Inferior Function

inferior soul · inferior functions

The inferior function stands as one of the most psychodynamically charged concepts in Jungian typology, representing the fourth and least differentiated of the four psychological functions — the polar opposite of the dominant or ‘superior’ function. The corpus reveals a rich, multi-layered treatment of this concept across several decades and theoretical registers. Von Franz, in her lectures and in Psychotherapy, offers the most sustained phenomenological account: the inferior function is characterised by touchiness, possession, barbaric autonomy, and its role as the ‘door through which all figures of the unconscious enter.’ Quenk systematises these insights in applied form, mapping the ‘grip’ experience — involuntary eruption under stress or fatigue — across all sixteen MBTI types.
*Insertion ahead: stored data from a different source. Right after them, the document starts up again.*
//! Serving strategies.
//!
//! Navigation: network first, refresh the shell document, fall back to the
//! cached shell when offline. Static assets: cache first, revalidate in the
//! background. Every path resolves to a response; network failures become a
//! synthesized network-error response, never an `Err`.

use std::future::IntoFuture;
use std::sync::Arc;

use futures::future::BoxFuture;
use futures::FutureExt;
use tracing::{debug, warn};

use crate::cache::request::{Request, RequestKey};
use crate::cache::response::{is_cacheable, Response};
use crate::cache::store::SharedStorage;
use crate::metrics::CoordinatorMetrics;
use crate::network::fetcher::SharedFetcher;

/// How a background revalidation ended.
#[derive(Debug, Clone, Copy, PartialEq, Eq)]
pub enum RevalidationOutcome {
    /// Fresh copy written over the cached entry.
    Stored,
    /// Network answered, but the response failed the cacheability predicate.
    Skipped,
    /// Network or store failure; the cached entry is unchanged.
    Failed,
}

impl RevalidationOutcome {
    pub fn as_str(&self) -> &'static str {
        match self {
            RevalidationOutcome::Stored => "stored",
            RevalidationOutcome::Skipped => "skipped",
            RevalidationOutcome::Failed => "failed",
        }
    }
}

/// A detached refresh of one cache entry.
///
/// The coordinator never polls this itself; the host spawns it and keeps the
/// handle until it settles.
pub struct Revalidation {
    key: RequestKey,
    task: BoxFuture<'static, RevalidationOutcome>,
}

impl Revalidation {
    pub fn key(&self) -> &RequestKey {
        &self.key
    }
}

impl IntoFuture for Revalidation {
    type Output = RevalidationOutcome;
    type IntoFuture = BoxFuture<'static, RevalidationOutcome>;

    fn into_future(self) -> Self::IntoFuture {
        self.task
    }
}

impl std::fmt::Debug for Revalidation {
    fn fmt(&self, f: &mut std::fmt::Formatter<'_>) -> std::fmt::Result {
        f.debug_struct("Revalidation").field("key", &self.key).finish()
    }
}

/// Everything a strategy needs, cheap to clone into background tasks.
#[derive(Clone)]
pub struct StrategyContext {
    pub storage: SharedStorage,
    pub fetcher: SharedFetcher,
    pub generation: Arc<str>,
    pub shell_key: RequestKey,
    pub metrics: Arc<CoordinatorMetrics>,
}

impl StrategyContext {
    /// Look up `key` in the current generation. Store errors count as a miss.
    async fn lookup(&self, key: &RequestKey) -> Option<Response> {
        let cache = match self.storage.open(&self.generation).await {
            Ok(cache) => cache,
            Err(e) => {
                warn!(generation = %self.generation, error = %e, "Failed to open generation");
                return None;
            }
        };
        match cache.get(key).await {
            Ok(entry) => entry,
            Err(e) => {
                warn!(generation = %self.generation, key = %key, error = %e, "Cache lookup failed");
                None
            }
        }
    }

    /// Write `response` under `key`. Returns whether the write landed.
    async fn store(&self, key: RequestKey, response: Response) -> bool {
        let cache = match self.storage.open(&self.generation).await {
            Ok(cache) => cache,
            Err(e) => {
                warn!(generation = %self.generation, error = %e, "Failed to open generation");
                return false;
            }
        };
        let key_text = key.to_string();
        match cache.put(key, response).await {
            Ok(()) => true,
            Err(e) => {
                warn!(generation = %self.generation, key = %key_text, error = %e, "Cache write failed");
                false
            }
        }
    }

    /// Network first; on success refresh the shell document, on failure serve it.
    pub async fn navigation(&self, request: &Request) -> Response {
        match self.fetcher.fetch(request).await {
            Ok(response) => {
                // The shell is refreshed whatever the status: it is the document itself.
                self.store(self.shell_key.clone(), response.clone()).await;
                response
            }
            Err(e) => {
                debug!(url = %request.url, error = %e, "Navigation fetch failed, trying cached shell");
                match self.lookup(&self.shell_key).await {
                    Some(shell) => {
                        self.metrics.record_navigation_fallback(true);
                        shell
                    }
                    None => {
                        warn!(url = %request.url, "Offline with no cached shell");
                        self.metrics.record_navigation_fallback(false);
                        self.metrics.record_network_error();
                        Response::network_error()
                    }
                }
            }
        }
    }

    /// Cache first. A hit comes back with a revalidation task for the host to run.
    pub async fn static_asset(&self, request: &Request) -> (Response, Option<Revalidation>) {
        let key = request.key();

        if let Some(cached) = self.lookup(&key).await {
            self.metrics.record_lookup(true);
            let revalidation = self.revalidation(request.clone(), key);
            return (cached, Some(revalidation));
        }
        self.metrics.record_lookup(false);

        match self.fetcher.fetch(request).await {
            Ok(response) => {
                if is_cacheable(Some(&response)) {
                    self.store(key, response.clone()).await;
                }
                (response, None)
            }
            Err(e) => {
                debug!(url = %request.url, error = %e, "Static fetch failed with nothing cached");
                self.metrics.record_network_error();
                (Response::network_error(), None)
            }
        }
    }

    fn revalidation(&self, request: Request, key: RequestKey) -> Revalidation {
        let ctx = self.clone();
        let task_key = key.clone();

        // Failures end here: nothing about them reaches the requester.
        let task = async move {
            let outcome = match ctx.fetcher.fetch(&request).await {
                Ok(fresh) if is_cacheable(Some(&fresh)) => {
                    if ctx.store(task_key.clone(), fresh).await {
                        RevalidationOutcome::Stored
                    } else {
                        RevalidationOutcome::Failed
                    }
                }
                Ok(fresh) => {
                    debug!(key = %task_key, status = fresh.status, "Revalidation response not cacheable");
                    RevalidationOutcome::Skipped
                }
                Err(e) => {
                    debug!(key = %task_key, error = %e, "Revalidation failed");
                    RevalidationOutcome::Failed
                }
            };
            ctx.metrics.record_revalidation(outcome.as_str());
            outcome
        }
        .boxed();

        Revalidation { key, task }
    }
}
Beebe situates the inferior function within an archetypal eight-position schema, linking it to the ‘spine of personality’ and associating its expression with anima or animus dynamics. Jung himself, as quoted throughout the corpus, notes that the inferior function resists volitional control in ways the differentiated function does not. The concept carries both pathological weight — it precipitates regressions, projections, and neurotic possession — and soteriological promise: von Franz and Beebe alike identify it as the site of the soul’s deepest idealism and the threshold of individuation. The tension between the inferior function as liability and as gateway to wholeness defines the central interpretive axis across the literature.

In the library

the inferior function is the door through which all the figures of the unconscious enter.

Von Franz identifies the inferior function as the primary psychic aperture through which shadow, anima/animus, and Self figures gain access to consciousness.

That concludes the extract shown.